**Task instructions**
From the entries that follow, copy exactly the lines beginning at the line holding "against reference exchanges." and continuing through the line holding "for watch mode".

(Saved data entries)

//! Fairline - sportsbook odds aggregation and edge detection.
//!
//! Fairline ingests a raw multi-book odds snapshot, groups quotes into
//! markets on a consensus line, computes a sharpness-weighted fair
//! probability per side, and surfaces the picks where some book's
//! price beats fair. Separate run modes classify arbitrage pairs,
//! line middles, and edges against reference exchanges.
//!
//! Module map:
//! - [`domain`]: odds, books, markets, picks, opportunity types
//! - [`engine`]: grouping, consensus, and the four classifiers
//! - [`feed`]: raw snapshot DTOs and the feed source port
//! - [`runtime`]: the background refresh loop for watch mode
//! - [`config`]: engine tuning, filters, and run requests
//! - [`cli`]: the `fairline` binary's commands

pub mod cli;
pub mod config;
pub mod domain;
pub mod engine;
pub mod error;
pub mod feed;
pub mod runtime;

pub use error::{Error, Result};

...

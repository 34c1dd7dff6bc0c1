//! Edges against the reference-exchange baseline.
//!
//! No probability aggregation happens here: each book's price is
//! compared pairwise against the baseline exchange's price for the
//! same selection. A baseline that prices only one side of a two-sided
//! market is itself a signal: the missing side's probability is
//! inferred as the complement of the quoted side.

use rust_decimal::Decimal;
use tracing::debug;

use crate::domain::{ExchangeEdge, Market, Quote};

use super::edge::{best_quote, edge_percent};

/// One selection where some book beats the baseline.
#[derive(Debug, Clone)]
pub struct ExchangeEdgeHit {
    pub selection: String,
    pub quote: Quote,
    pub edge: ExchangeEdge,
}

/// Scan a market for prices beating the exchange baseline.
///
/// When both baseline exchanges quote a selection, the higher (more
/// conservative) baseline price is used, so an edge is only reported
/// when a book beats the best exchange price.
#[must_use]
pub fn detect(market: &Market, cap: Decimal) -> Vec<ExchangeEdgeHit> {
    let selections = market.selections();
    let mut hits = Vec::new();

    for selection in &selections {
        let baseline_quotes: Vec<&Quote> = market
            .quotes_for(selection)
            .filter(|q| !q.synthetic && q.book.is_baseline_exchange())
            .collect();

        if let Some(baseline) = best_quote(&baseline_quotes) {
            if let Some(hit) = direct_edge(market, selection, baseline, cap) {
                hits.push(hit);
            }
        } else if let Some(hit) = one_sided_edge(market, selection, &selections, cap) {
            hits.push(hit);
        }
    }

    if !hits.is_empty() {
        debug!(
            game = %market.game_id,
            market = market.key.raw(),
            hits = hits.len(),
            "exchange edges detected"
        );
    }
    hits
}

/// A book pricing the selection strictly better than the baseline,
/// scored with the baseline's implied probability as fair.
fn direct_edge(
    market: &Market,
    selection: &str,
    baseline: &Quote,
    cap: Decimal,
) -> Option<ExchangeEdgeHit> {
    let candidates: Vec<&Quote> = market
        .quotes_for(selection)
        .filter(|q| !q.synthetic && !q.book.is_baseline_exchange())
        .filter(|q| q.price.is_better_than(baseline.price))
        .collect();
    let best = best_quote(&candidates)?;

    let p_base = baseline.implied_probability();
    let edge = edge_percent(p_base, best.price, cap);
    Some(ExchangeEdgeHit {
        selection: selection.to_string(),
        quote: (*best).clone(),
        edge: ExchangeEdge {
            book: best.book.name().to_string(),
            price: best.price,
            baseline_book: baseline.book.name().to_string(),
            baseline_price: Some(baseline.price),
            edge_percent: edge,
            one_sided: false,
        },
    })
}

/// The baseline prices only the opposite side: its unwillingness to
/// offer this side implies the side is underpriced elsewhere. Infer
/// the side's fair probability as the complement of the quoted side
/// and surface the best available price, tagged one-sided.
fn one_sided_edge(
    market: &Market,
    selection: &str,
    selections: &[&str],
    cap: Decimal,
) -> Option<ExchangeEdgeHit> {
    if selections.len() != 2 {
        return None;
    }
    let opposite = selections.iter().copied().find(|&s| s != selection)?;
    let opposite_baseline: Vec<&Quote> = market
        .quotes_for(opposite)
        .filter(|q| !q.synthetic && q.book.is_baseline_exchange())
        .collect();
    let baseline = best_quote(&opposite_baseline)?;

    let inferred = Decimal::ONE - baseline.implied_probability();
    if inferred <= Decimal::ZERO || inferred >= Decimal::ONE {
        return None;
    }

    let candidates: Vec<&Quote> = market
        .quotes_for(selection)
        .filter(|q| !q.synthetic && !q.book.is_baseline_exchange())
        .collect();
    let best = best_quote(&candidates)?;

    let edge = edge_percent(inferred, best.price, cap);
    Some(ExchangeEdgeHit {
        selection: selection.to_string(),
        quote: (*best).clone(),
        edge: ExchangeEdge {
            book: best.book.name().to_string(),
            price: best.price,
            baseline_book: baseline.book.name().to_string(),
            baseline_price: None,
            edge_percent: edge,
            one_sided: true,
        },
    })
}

...

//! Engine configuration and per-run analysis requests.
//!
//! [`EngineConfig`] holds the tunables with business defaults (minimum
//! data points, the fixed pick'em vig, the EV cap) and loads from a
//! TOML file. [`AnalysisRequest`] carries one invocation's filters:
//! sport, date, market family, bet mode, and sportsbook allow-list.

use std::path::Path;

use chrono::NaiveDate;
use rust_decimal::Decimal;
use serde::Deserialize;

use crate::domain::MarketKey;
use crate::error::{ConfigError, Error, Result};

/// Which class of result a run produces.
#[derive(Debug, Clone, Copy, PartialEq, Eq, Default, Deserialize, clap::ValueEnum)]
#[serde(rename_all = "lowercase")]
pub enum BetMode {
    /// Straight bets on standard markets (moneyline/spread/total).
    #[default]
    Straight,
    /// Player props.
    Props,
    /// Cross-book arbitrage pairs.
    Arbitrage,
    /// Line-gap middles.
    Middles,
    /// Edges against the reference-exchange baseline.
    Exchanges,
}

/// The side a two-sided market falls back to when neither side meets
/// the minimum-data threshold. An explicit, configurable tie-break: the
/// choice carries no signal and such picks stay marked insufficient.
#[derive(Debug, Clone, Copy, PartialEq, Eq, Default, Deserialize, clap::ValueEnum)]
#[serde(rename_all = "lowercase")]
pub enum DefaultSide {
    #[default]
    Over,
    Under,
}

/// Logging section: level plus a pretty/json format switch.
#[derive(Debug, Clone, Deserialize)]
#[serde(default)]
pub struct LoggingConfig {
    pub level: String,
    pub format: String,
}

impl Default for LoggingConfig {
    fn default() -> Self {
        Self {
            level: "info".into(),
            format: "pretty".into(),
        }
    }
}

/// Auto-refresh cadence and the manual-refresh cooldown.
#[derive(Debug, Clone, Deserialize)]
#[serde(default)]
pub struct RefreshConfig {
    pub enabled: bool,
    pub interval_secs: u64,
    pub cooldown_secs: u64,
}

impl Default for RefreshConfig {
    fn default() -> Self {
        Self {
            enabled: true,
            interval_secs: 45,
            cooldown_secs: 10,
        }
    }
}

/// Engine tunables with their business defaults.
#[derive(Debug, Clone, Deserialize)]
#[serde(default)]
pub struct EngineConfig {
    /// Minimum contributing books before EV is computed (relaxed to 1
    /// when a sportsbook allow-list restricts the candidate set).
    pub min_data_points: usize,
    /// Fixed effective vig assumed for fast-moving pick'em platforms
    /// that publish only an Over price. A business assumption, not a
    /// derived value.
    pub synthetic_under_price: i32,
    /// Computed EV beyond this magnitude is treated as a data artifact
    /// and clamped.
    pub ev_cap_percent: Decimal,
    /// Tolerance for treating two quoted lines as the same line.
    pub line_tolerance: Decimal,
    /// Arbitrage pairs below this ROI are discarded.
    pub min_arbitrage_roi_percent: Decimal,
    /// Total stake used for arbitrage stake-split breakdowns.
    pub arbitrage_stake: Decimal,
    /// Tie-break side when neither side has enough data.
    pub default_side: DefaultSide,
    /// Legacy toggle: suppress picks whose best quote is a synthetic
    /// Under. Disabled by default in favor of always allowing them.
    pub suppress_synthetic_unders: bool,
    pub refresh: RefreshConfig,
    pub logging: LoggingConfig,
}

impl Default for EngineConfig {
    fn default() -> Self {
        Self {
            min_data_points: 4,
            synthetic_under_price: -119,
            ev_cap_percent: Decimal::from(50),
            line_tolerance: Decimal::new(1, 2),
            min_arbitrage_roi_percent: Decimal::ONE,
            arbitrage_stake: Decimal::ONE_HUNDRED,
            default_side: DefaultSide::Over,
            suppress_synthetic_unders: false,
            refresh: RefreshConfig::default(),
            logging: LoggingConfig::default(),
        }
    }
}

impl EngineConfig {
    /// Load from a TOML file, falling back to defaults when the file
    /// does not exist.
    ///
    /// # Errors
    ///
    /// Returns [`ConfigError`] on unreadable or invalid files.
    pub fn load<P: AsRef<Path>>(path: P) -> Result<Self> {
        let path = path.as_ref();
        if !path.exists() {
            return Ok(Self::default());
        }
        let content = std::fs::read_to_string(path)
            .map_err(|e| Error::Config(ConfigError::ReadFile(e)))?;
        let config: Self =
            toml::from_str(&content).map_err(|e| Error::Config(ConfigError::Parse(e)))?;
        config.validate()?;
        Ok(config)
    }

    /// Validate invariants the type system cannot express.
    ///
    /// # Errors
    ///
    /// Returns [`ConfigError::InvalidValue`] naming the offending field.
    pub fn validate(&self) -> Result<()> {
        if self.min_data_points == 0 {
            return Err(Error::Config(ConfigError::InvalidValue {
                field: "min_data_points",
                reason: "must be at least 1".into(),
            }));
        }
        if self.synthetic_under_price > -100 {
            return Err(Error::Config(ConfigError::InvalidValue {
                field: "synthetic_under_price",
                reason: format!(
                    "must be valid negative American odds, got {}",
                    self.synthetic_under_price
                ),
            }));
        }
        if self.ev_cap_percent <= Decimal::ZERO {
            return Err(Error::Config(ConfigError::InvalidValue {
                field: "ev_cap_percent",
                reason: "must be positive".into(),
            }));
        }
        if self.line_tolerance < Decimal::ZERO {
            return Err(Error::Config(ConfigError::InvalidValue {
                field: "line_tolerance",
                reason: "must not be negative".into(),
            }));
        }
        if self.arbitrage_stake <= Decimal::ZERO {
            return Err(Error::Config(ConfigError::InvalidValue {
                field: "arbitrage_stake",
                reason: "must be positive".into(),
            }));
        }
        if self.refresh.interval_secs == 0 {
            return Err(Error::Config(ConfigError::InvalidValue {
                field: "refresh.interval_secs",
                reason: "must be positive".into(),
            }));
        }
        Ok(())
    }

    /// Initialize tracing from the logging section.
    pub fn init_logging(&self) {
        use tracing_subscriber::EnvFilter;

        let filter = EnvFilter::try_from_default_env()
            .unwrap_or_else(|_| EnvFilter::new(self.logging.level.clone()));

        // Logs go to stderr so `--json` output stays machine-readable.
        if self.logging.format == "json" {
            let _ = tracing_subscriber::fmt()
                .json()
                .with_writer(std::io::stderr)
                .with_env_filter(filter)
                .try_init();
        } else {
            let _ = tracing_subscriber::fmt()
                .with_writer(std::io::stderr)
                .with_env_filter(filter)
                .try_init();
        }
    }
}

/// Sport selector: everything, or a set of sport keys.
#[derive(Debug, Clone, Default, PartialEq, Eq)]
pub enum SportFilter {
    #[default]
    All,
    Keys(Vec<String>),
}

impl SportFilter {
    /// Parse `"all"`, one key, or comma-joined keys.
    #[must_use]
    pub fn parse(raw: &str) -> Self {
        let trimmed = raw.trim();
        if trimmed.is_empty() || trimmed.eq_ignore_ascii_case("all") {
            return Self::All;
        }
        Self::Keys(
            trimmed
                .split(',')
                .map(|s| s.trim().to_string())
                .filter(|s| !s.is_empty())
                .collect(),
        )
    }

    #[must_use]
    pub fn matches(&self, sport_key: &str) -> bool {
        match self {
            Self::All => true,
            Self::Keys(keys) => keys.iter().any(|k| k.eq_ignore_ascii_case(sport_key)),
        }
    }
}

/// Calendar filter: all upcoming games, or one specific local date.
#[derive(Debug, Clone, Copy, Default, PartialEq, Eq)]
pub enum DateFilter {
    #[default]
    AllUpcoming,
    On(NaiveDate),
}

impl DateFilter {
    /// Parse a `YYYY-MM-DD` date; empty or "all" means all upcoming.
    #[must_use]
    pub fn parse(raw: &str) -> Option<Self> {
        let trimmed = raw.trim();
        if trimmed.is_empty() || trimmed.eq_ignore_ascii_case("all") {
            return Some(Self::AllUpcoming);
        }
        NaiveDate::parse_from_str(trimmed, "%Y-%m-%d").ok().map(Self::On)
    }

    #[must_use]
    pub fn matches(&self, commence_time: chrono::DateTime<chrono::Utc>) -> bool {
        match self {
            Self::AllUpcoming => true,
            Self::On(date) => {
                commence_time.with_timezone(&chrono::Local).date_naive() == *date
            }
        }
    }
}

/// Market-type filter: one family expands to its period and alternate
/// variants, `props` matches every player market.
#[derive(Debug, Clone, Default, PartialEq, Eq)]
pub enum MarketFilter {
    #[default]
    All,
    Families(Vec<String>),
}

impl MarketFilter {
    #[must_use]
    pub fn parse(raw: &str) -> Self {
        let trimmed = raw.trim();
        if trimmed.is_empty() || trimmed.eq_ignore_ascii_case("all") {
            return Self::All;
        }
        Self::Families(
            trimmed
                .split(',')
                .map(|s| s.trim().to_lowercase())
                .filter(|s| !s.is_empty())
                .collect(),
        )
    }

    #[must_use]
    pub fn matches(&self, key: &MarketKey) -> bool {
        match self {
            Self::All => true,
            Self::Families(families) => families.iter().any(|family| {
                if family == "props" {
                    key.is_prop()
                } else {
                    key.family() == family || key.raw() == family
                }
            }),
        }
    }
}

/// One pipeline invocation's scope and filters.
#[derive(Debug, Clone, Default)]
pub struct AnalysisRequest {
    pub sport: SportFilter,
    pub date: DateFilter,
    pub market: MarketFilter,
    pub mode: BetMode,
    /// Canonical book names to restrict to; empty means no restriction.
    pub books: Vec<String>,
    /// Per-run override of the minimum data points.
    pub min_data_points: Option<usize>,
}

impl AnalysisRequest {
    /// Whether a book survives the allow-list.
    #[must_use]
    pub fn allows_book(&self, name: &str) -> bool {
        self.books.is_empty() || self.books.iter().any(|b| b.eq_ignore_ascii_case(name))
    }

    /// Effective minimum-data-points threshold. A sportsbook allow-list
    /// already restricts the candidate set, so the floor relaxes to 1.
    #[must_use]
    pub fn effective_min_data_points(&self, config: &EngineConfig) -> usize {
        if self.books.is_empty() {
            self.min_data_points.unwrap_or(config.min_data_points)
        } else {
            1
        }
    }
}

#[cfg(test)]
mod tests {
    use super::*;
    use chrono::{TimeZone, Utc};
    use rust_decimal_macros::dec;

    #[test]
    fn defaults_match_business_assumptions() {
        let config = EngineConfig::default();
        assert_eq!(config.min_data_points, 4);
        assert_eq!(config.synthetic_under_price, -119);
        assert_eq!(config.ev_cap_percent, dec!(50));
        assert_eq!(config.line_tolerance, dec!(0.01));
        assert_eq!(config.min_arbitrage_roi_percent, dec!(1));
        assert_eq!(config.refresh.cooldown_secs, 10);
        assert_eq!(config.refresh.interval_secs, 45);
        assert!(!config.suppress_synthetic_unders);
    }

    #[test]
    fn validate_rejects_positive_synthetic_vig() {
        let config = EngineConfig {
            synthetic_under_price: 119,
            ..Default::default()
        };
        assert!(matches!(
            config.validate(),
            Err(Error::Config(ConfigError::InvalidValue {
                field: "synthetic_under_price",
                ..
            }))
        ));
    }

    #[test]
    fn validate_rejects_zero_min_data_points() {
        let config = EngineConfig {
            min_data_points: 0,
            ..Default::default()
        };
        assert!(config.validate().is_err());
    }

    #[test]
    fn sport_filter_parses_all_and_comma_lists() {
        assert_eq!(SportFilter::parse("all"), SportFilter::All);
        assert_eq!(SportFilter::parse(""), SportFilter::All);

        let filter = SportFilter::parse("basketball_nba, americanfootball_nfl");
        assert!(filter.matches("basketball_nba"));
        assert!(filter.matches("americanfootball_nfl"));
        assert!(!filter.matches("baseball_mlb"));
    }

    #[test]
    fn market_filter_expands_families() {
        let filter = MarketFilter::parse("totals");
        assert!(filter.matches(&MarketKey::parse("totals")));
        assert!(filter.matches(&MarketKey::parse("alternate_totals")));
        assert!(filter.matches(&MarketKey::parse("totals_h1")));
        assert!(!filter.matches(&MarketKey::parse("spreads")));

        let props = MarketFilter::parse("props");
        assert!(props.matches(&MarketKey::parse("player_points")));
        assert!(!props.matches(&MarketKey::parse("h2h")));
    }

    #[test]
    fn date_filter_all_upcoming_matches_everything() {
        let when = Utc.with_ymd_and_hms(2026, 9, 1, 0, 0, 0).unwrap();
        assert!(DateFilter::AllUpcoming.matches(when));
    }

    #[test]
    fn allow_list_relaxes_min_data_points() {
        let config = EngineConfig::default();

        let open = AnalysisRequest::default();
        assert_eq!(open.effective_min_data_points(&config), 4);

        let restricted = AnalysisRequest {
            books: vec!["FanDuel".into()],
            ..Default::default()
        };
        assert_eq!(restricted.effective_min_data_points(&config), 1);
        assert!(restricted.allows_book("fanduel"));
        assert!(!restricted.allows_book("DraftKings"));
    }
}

**Exercise output**
//! line middles, and edges against reference exchanges.
//!
//! Module map:
//! - [`domain`]: odds, books, markets, picks, opportunity types
//! - [`engine`]: grouping, consensus, and the four classifiers
//! - [`feed`]: raw snapshot DTOs and the feed source port
//! - [`runtime`]: the background refresh loop for watch mode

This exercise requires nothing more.